Il leone del Panshir e il rischio-retorica che ogni tanto fa bene a mente e cuore
giovedì 9 settembre 2021
Benedetta retorica, disgraziata retorica. Alzi la mano chi ne è immune. La riconosci, non puoi non avvertirne il fastidio, ma come non subirne almeno un poco il fascino? Se poi è retorica firmata da una griffe del giornalismo internazionale, eccezionalmente le consegniamo l'intero spazio di Press Party. Tutto l'articolo di Bernard-Henry Lévy (“Repubblica”, 8/9) dedicato ad Ahmad Massud, il “leone del Panshir”, trasuda retorica, la retorica della Marsigliese, la retorica di Le chant des partisans, la retorica degli eroi. Quella retorica di cui, forse a malincuore, dobbiamo ammettere di aver un poco bisogno. L'ultima parte è una pagina da manuale. Eccola.

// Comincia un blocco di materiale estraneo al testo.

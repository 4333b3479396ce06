use super::{
    error::{GrabError, GrabResult},
    types::OutputKind,
};
use crate::models::assets::ModelAssets;
use log::info;
use serde::{Deserialize, Serialize};
use std::{
    fs,
    path::{Path, PathBuf},
};

pub const CONFIG_ECHO_FILE: &str = "grab_vertices_cfg.toml";

fn default_true() -> bool {
    true
}
fn default_n_verts_sample() -> usize {
    1024
}

/// Which products to write and how. This is the part of the configuration that
/// lives in the optional options file.
#[derive(Debug, Clone, PartialEq, Eq, Serialize, Deserialize)]
pub struct OutputOptions {
    #[serde(default)]
    pub save_metadata: bool,
    #[serde(default = "default_true")]
    pub save_body_verts: bool,
    #[serde(default)]
    pub save_hand_joints: bool,
    #[serde(default)]
    pub save_contact: bool,
    #[serde(default)]
    pub save_lhand_verts: bool,
    #[serde(default)]
    pub save_rhand_verts: bool,
    #[serde(default = "default_true")]
    pub save_object_verts: bool,
    #[serde(default)]
    pub force_reprocess: bool,
    #[serde(default = "default_n_verts_sample")]
    pub n_verts_sample: usize,
    /// Seeds the object vertex sampling, draws are not reproducible without it
    #[serde(default, skip_serializing_if = "Option::is_none")]
    pub sample_seed: Option<u64>,
    /// Threads used to evaluate frames, all cores when unset
    #[serde(default, skip_serializing_if = "Option::is_none")]
    pub num_threads: Option<usize>,
}

impl Default for OutputOptions {
    fn default() -> Self {
        Self {
            save_metadata: false,
            save_body_verts: true,
            save_hand_joints: false,
            save_contact: false,
            save_lhand_verts: false,
            save_rhand_verts: false,
            save_object_verts: true,
            force_reprocess: false,
            n_verts_sample: default_n_verts_sample(),
            sample_seed: None,
            num_threads: None,
        }
    }
}

impl OutputOptions {
    pub fn load(path: &Path) -> GrabResult<Self> {
        let text = fs::read_to_string(path).map_err(|e| GrabError::Config(format!("cannot read {}: {e}", path.display())))?;
        toml::from_str(&text).map_err(|e| GrabError::Config(format!("cannot parse {}: {e}", path.display())))
    }

    pub fn is_enabled(&self, kind: OutputKind) -> bool {
        match kind {
            OutputKind::Metadata => self.save_metadata,
            OutputKind::BodyVerts => self.save_body_verts,
            OutputKind::HandJoints => self.save_hand_joints,
            OutputKind::Contact => self.save_contact,
            OutputKind::LeftHandVerts => self.save_lhand_verts,
            OutputKind::RightHandVerts => self.save_rhand_verts,
            OutputKind::ObjectVerts => self.save_object_verts,
        }
    }

    pub fn set_enabled(&mut self, kind: OutputKind, enabled: bool) {
        let flag = match kind {
            OutputKind::Metadata => &mut self.save_metadata,
            OutputKind::BodyVerts => &mut self.save_body_verts,
            OutputKind::HandJoints => &mut self.save_hand_joints,
            OutputKind::Contact => &mut self.save_contact,
            OutputKind::LeftHandVerts => &mut self.save_lhand_verts,
            OutputKind::RightHandVerts => &mut self.save_rhand_verts,
            OutputKind::ObjectVerts => &mut self.save_object_verts,
        };
        *flag = enabled;
    }

    /// Options with exactly the given kinds enabled
    pub fn only(kinds: &[OutputKind]) -> Self {
        let mut options = Self::default();
        for kind in <OutputKind as strum::IntoEnumIterator>::iter() {
            options.set_enabled(kind, kinds.contains(&kind));
        }
        options
    }
}

/// The full configuration of a batch run. Loaded once and never changed while
/// the run is going.
#[derive(Debug, Clone, PartialEq, Eq, Serialize, Deserialize)]
pub struct GrabConfig {
    pub grab_path: PathBuf,
    pub out_path: PathBuf,
    pub model_path: PathBuf,
    #[serde(flatten)]
    pub options: OutputOptions,
}

impl GrabConfig {
    /// The output root defaults to the dataset root, products then sit next to
    /// the records
    pub fn new(grab_path: PathBuf, out_path: Option<PathBuf>, model_path: PathBuf, options: OutputOptions) -> Self {
        let out_path = out_path.unwrap_or_else(|| grab_path.clone());
        Self {
            grab_path,
            out_path,
            model_path,
            options,
        }
    }

    /// Checks everything a run needs before the first sequence is touched
    pub fn validate(&self) -> GrabResult<()> {
        if !self.grab_path.is_dir() {
            return Err(GrabError::Config(format!("dataset path {} is not a directory", self.grab_path.display())));
        }
        if self.grab_path.parent().is_none() {
            return Err(GrabError::Config(format!(
                "dataset path {} has no parent, templates are resolved from there",
                self.grab_path.display()
            )));
        }
        if self.options.save_object_verts && self.options.n_verts_sample == 0 {
            return Err(GrabError::Config("n_verts_sample must be positive".to_string()));
        }
        if self.options.num_threads == Some(0) {
            return Err(GrabError::Config("num_threads must be positive".to_string()));
        }
        ModelAssets::new(&self.model_path).validate(&self.options)
    }

    /// Writes the configuration next to the outputs and returns its path
    pub fn echo(&self) -> GrabResult<PathBuf> {
        fs::create_dir_all(&self.out_path)?;
        let path = self.out_path.join(CONFIG_ECHO_FILE);
        let text = toml::to_string_pretty(self).map_err(|e| GrabError::Config(format!("cannot serialize configuration: {e}")))?;
        fs::write(&path, text)?;
        info!("configuration written to {}", path.display());
        Ok(path)
    }
}

#[cfg(test)]
mod tests {
    use super::*;

    #[test]
    fn defaults_match_reference_tool() {
        let options: OutputOptions = toml::from_str("").unwrap();
        assert_eq!(options, OutputOptions::default());
        assert!(options.save_body_verts && options.save_object_verts);
        assert!(!options.save_contact && !options.save_metadata);
        assert_eq!(options.n_verts_sample, 1024);
    }

    #[test]
    fn options_file_overrides() {
        let options: OutputOptions = toml::from_str("save_contact = true\nsave_object_verts = false\nsample_seed = 7\n").unwrap();
        assert!(options.is_enabled(OutputKind::Contact));
        assert!(!options.is_enabled(OutputKind::ObjectVerts));
        assert_eq!(options.sample_seed, Some(7));
    }

    #[test]
    fn only_enables_listed_kinds() {
        let options = OutputOptions::only(&[OutputKind::BodyVerts, OutputKind::Contact]);
        let enabled: Vec<OutputKind> = <OutputKind as strum::IntoEnumIterator>::iter().filter(|k| options.is_enabled(*k)).collect();
        assert_eq!(enabled, vec![OutputKind::BodyVerts, OutputKind::Contact]);
    }

    #[test]
    fn echo_round_trips() {
        let dir = tempfile::tempdir().unwrap();
        let cfg = GrabConfig::new(dir.path().join("grab"), Some(dir.path().join("out")), dir.path().join("models"), OutputOptions::default());
        let path = cfg.echo().unwrap();
        let back: GrabConfig = toml::from_str(&fs::read_to_string(path).unwrap()).unwrap();
        assert_eq!(back, cfg);
    }

    #[test]
    fn missing_dataset_is_config_error() {
        let dir = tempfile::tempdir().unwrap();
        let cfg = GrabConfig::new(dir.path().join("nope"), None, dir.path().to_path_buf(), OutputOptions::default());
        assert!(matches!(cfg.validate(), Err(GrabError::Config(_))));
    }
}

«Massud il giovane ha lanciato il suo nuovo e spettacolare appello alla “rivolta nazionale”. È sempre la stessa storia. Mai e poi mai il potere, i carri armati e le esibizioni di forza porteranno umanità. Dalle trincee dell'Ucraina sguarnita alle montagne del Kurdistan, anch'esse circondate, in nessun luogo gli arroganti trionfano per sempre sui popoli perduti, dimenticati, ma eroici. E a coloro che credono di aver vinto, che sparano in aria e ridono dei cadaveri di cui hanno colmato le valli, bisogna ripetere che non hanno né la dignità dei provvisoriamente vinti, né lo splendore di quei pochi che, affermava André Gide, saranno i soli a salvare il mondo. L'Afghanistan ha perso battaglie, ma non la guerra. È nella fossa dove sono caduti i combattenti del Panshir, ma la sua fiamma non è spenta e il Panshir non ha detto la sua ultima parola. Giace nelle confuse scie in cui oggi si mescolano le acque di uno dei più bei fiumi della terra e il sangue, i corpi, il fango dei combattenti uccisi – ma è qui che i semi della rinascita stanno già crescendo. I partigiani del Panshir, costretti a indietreggiare ma risoluti, sono come le donne di Herat, di Kabul e di Kandahar, che si ostinano a sfidare i talebani. Sono ciò che di misterioso rimane nell'umanità e che nessuna sventura può sottomettere. Sono quella parte, non maledetta, ma benedetta, che resiste, sopravvive e si rafforza nel crogiolo delle prove condivise. Il resto dell'Afghanistan. La speranza. Comincia la resistenza». Sembra di sentir risuonare la voce di Yves Montand: “Amico, lo senti il nero volo dei corvi sulle nostre pianure?”.